Jacen regarda le cadavre flottant sur les eaux du lac.
– Je n’arrive pas à croire qu’ils aient accepté un tel sort.
– Tu as sans doute raison, mais nous ne sommes pas en position d’agir en faveur des esclaves.
– Ne rien faire… Ça n’est pas être un Jedi !
– Je croyais que c’était toi qui ne voulais pas participer à ce type de mission. Que tu avais décidé qu’être un Jedi consistait à s’isoler et à contempler sa relation avec la Force.
– Oui, mais…
– Jacen, il faut que tu comprennes une chose capitale. En dépit de ton intelligence et de ta formation, tu n’as que seize ans. Seulement seize ans d’expérience.
« Avoir davantage d’expérience n’implique pas que les décisions sont plus faciles à prendre. Mais ça te permet de savoir qu’elles doivent parfois être prises.
– Je comprends, Maître.
Tu utilises le mot « maître » comme un esclave parlerait de son propriétaire.
– Nous devons retourner à la station ExGal avant le crépuscule.
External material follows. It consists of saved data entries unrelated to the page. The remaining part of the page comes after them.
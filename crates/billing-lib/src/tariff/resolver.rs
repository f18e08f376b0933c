//! Tariff resolution with a deterministic fallback chain

use super::{PlanTier, TariffPlan, TariffStore};
use crate::config::BillingConfig;
use crate::error::bounded;
use crate::observability::BillingMetrics;
use crate::Result;
use std::sync::Arc;
use std::time::Duration;
use tracing::{debug, warn};

/// Which branch of the resolution chain produced the plan
#[derive(Debug, Clone, PartialEq)]
pub enum TariffResolution {
    /// The tenant's active subscription
    Subscription(TariffPlan),
    /// Anonymous caller, or tenant without an active subscription
    EntryTier(TariffPlan),
    /// No entry plan existed; a zero-price one was created
    Bootstrapped(TariffPlan),
    /// The store failed or timed out; callers use hardcoded fallbacks
    Unavailable(String),
}

impl TariffResolution {
    pub fn plan(&self) -> Option<&TariffPlan> {
        match self {
            TariffResolution::Subscription(plan)
            | TariffResolution::EntryTier(plan)
            | TariffResolution::Bootstrapped(plan) => Some(plan),
            TariffResolution::Unavailable(_) => None,
        }
    }

    pub fn into_plan(self) -> Option<TariffPlan> {
        match self {
            TariffResolution::Subscription(plan)
            | TariffResolution::EntryTier(plan)
            | TariffResolution::Bootstrapped(plan) => Some(plan),
            TariffResolution::Unavailable(_) => None,
        }
    }

    pub fn is_unavailable(&self) -> bool {
        matches!(self, TariffResolution::Unavailable(_))
    }

    /// Short label used in logs and metrics
    pub fn branch(&self) -> &'static str {
        match self {
            TariffResolution::Subscription(_) => "subscription",
            TariffResolution::EntryTier(_) => "entry_tier",
            TariffResolution::Bootstrapped(_) => "bootstrapped",
            TariffResolution::Unavailable(_) => "unavailable",
        }
    }
}

/// Picks the tariff plan that governs a tenant's billing
#[derive(Clone)]
pub struct TariffResolver {
    store: Arc<dyn TariffStore>,
    timeout: Duration,
    bootstrap: TariffPlan,
    metrics: BillingMetrics,
}

impl TariffResolver {
    pub fn new(store: Arc<dyn TariffStore>, config: &BillingConfig) -> Self {
        Self {
            store,
            timeout: config.store_timeout(),
            bootstrap: TariffPlan::bootstrap_entry(&config.rates, &config.fallback_limits),
            metrics: BillingMetrics::new(),
        }
    }

    pub fn store(&self) -> &Arc<dyn TariffStore> {
        &self.store
    }

    /// Resolve the plan for `tenant_id`. Never fails: store errors collapse
    /// into `TariffResolution::Unavailable`.
    pub async fn resolve(&self, tenant_id: Option<&str>) -> TariffResolution {
        match self.try_resolve(tenant_id).await {
            Ok(resolution) => {
                debug!(
                    tenant_id = tenant_id.unwrap_or("-"),
                    branch = resolution.branch(),
                    "Resolved tariff"
                );
                resolution
            }
            Err(e) => {
                warn!(
                    tenant_id = tenant_id.unwrap_or("-"),
                    error = %e,
                    "Tariff store unavailable, using fallback rates"
                );
                self.metrics.inc_tariff_fallbacks("store_unavailable");
                TariffResolution::Unavailable(e.to_string())
            }
        }
    }

    async fn try_resolve(&self, tenant_id: Option<&str>) -> Result<TariffResolution> {
        if let Some(tenant_id) = tenant_id {
            let subscription = bounded(
                "active_subscription",
                self.timeout,
                self.store.active_subscription(tenant_id),
            )
            .await?;

            if let Some(subscription) = subscription {
                let plan = bounded("plan", self.timeout, self.store.plan(&subscription.plan_id)).await?;
                match plan {
                    Some(plan) => return Ok(TariffResolution::Subscription(plan)),
                    None => warn!(
                        tenant_id = %tenant_id,
                        plan_id = %subscription.plan_id,
                        "Subscription references an unknown plan, using entry tier"
                    ),
                }
            }
        }

        let entry = bounded(
            "active_plan_for_tier",
            self.timeout,
            self.store.active_plan_for_tier(PlanTier::ENTRY),
        )
        .await?;

        match entry {
            Some(plan) => Ok(TariffResolution::EntryTier(plan)),
            None => {
                let plan = bounded(
                    "insert_plan",
                    self.timeout,
                    self.store.insert_plan(self.bootstrap.clone()),
                )
                .await?;
                warn!(plan_id = %plan.id, "No entry plan provisioned, bootstrapped a free one");
                Ok(TariffResolution::Bootstrapped(plan))
            }
        }
    }
}
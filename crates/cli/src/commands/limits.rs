//! Plan quota checks for a proposed workload

use anyhow::Result;
use billing_lib::{BillingEngine, LimitCheck, Outcome, WorkloadSpec};
use colored::Colorize;
use tabled::Tabled;

use crate::output::{
    color_check, format_bytes, format_cpu, print_degradations, print_error, print_json,
    print_success, print_table, OutputFormat,
};

#[derive(Tabled)]
struct CheckRow {
    #[tabled(rename = "Quota")]
    quota: &'static str,
    #[tabled(rename = "Requested")]
    requested: String,
    #[tabled(rename = "Limit")]
    limit: String,
    #[tabled(rename = "Status")]
    status: String,
}

fn rows(spec: &WorkloadSpec, check: &LimitCheck) -> Vec<CheckRow> {
    vec![
        CheckRow {
            quota: "Workloads",
            requested: format!("{} + 1", check.current_usage.workloads_count),
            limit: check.limits.max_workloads.to_string(),
            status: color_check(check.checks.workloads_limit),
        },
        CheckRow {
            quota: "CPU",
            requested: format_cpu(spec.cpu_request),
            limit: format_cpu(check.limits.max_cpu_per_workload),
            status: color_check(check.checks.cpu_limit),
        },
        CheckRow {
            quota: "Memory",
            requested: format_bytes(spec.memory_request.unwrap_or(0)),
            limit: format_bytes(check.limits.max_memory_per_workload),
            status: color_check(check.checks.memory_limit),
        },
        CheckRow {
            quota: "Max scale",
            requested: spec.max_scale.to_string(),
            limit: check.limits.max_scale.to_string(),
            status: color_check(check.checks.scale_limit),
        },
    ]
}

/// Check `spec` against the plan quotas; returns whether it is allowed
pub async fn check_limits(
    engine: &BillingEngine,
    tenant: Option<&str>,
    spec: &WorkloadSpec,
    format: OutputFormat,
) -> Result<bool> {
    let outcome = engine.check_limits(spec, tenant).await;
    let check = match &outcome {
        Outcome::Complete(c) | Outcome::Degraded { value: c, .. } => c,
        Outcome::Failed(reason) => anyhow::bail!("limit check failed: {reason}"),
    };

    match format {
        OutputFormat::Json => print_json(check)?,
        OutputFormat::Table => {
            println!("{}", "Plan Limits".bold());
            print_table(rows(spec, check), "");
            if check.allowed {
                print_success("Workload fits the plan");
            } else {
                print_error(&format!(
                    "Workload exceeds the plan: {}",
                    check.checks.failed().join(", ")
                ));
            }
            print_degradations(outcome.reasons());
        }
    }

    Ok(check.allowed)
}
Nous sommes plus vulnérables la nuit, puisque nous ne pouvons pas percevoir les Yuuzhan Vong à travers la Force. Et ça nous donnera le temps de réfléchir à ce que nous avons appris aujourd’hui…
– C’est un plan comme un autre, oncle Luke…
– Souviens-toi que certains problèmes n’ont pas de solution facile ou élégante. Les Yuuzhan Vong font de toute évidence partie de cette catégorie.